The end result is a lot of mouths to feed and no obvious way to provide the substantial increase in food production required.
However, one potential solution is vertical farming: something being explored by several startups. The list includes Dell-backed AeroFarms. The New Jersey enterprise combines IoT with data analytics to grow crops in a high-tech warehouse environment.
Arguably, more effort goes into harvesting the thousands of data points collected than the end result. Every possible metric is tweaked to produce the perfect crops and eke out every drop of potential from the resources used.
But these methods need to be perfected if there is any hope in scaling them and winning the public’s trust.
Which is where researchers from Microsoft, Intel, and Tencent, among others, come in. Several artificial intelligence teams are taking part in a vegetable-growing competition like no other. The Dutch university of Wageningen is currently hosting the Autonomous Greenhouse Challenge to explore artificial intelligence applications in indoor farming.
Growing cucumbers with AI
The contest, which launched in September and will culminate at the end of the year, is being funded by the Tencent Exploration Team. The division was set up in 2014 by the Chinese internet giant to invest in promising startups and work to solve problems that are global in scale.
The challenge facing entrants is simple: produce a cucumber crop within four months inside the Wageningen University greenhouses. The catch is everything has to be done remotely. The warehouse is completely automated.
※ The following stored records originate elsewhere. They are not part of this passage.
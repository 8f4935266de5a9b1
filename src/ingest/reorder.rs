//! Lateness buffer that puts signals back into `collected_at` order
//!
//! The watermark is the largest `collected_at` seen. A buffered signal is
//! released once it is at least `lateness` older than the watermark, so any
//! signal that arrives within the lateness window still lands in order.
//! Released batches are sorted by `(collected_at, id)`.

use crate::types::{Signal, SignalId};
use chrono::{DateTime, Duration, Utc};
use std::collections::BTreeMap;
use tracing::{debug, warn};

pub struct ReorderBuffer {
    lateness: Duration,
    watermark: Option<DateTime<Utc>>,
    /// Latest `collected_at` already released
    released_up_to: Option<DateTime<Utc>>,
    pending: BTreeMap<(DateTime<Utc>, SignalId), Signal>,
    late: u64,
}

impl ReorderBuffer {
    pub fn new(lateness: Duration) -> Self {
        Self {
            lateness,
            watermark: None,
            released_up_to: None,
            pending: BTreeMap::new(),
            late: 0,
        }
    }

    /// Buffer a signal; returns false if the same signal is already buffered
    pub fn insert(&mut self, signal: Signal) -> bool {
        let at = signal.collected_at();
        if let Some(released) = self.released_up_to {
            if at < released {
                self.late += 1;
                warn!(
                    "{} arrived beyond the lateness window ({} < {})",
                    signal.id(),
                    at,
                    released
                );
            }
        }

        self.watermark = Some(self.watermark.map_or(at, |w| w.max(at)));
        let key = (at, signal.id());
        if self.pending.contains_key(&key) {
            debug!("Duplicate {} ignored", signal.id());
            return false;
        }
        self.pending.insert(key, signal);
        true
    }

    /// Signals that arrived behind an already released one
    pub fn late_count(&self) -> u64 {
        self.late
    }

    pub fn watermark(&self) -> Option<DateTime<Utc>> {
        self.watermark
    }

    /// `watermark - lateness`: everything at or before it is settled
    pub fn cutoff(&self) -> Option<DateTime<Utc>> {
        self.watermark
            .and_then(|w| w.checked_sub_signed(self.lateness))
    }

    /// Release every signal at or before the cutoff, in order
    pub fn release(&mut self) -> Vec<Signal> {
        let Some(cutoff) = self.cutoff() else {
            return Vec::new();
        };

        let mut released = Vec::new();
        while let Some(entry) = self.pending.first_entry() {
            if entry.key().0 > cutoff {
                break;
            }
            released.push(entry.remove());
        }
        self.note_released(&released);
        released
    }

    /// Release everything regardless of the watermark
    pub fn flush(&mut self) -> Vec<Signal> {
        let released: Vec<Signal> = std::mem::take(&mut self.pending).into_values().collect();
        self.note_released(&released);
        released
    }

    fn note_released(&mut self, released: &[Signal]) {
        if let Some(last) = released.last() {
            let at = last.collected_at();
            self.released_up_to = Some(self.released_up_to.map_or(at, |r| r.max(at)));
        }
    }

    pub fn len(&self) -> usize {
        self.pending.len()
    }

    pub fn is_empty(&self) -> bool {
        self.pending.is_empty()
    }
}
The teams taking part, from the likes of Microsoft, Tencent and Intel, were allowed to set up their own sensors and cameras.
Models and machine learning algorithms are tracked, adapted and applied by each team to switch up the control settings for the next day or time period.
The winners will be selected in December based on a number of factors, ranging from crop health to resource efficiency and the robustness of their AI model.
Sustainability is a key part of the competition, so the entrants are looking for marginal gains and sophisticated techniques to improve outcomes, rather than simply maximising the resources (water, light and heat, for example) at their disposal.
So, why cucumbers? Tencent chief exploration officer David Wallerstein explained that they made the perfect test crop because of the amount of existing modelling data and research already available.
“This isn’t about snipping the cucumber off the vine and then putting it in the plastic bag or something … the entire greenhouse is like a robot, so it should be fully autonomous,” he told VentureBeat.
“The sensors are there, then the AI and intelligence is directing the actuators in real time how much nutrition to deliver. Do they play with lighting? Do they play with gases? And so on and so forth.”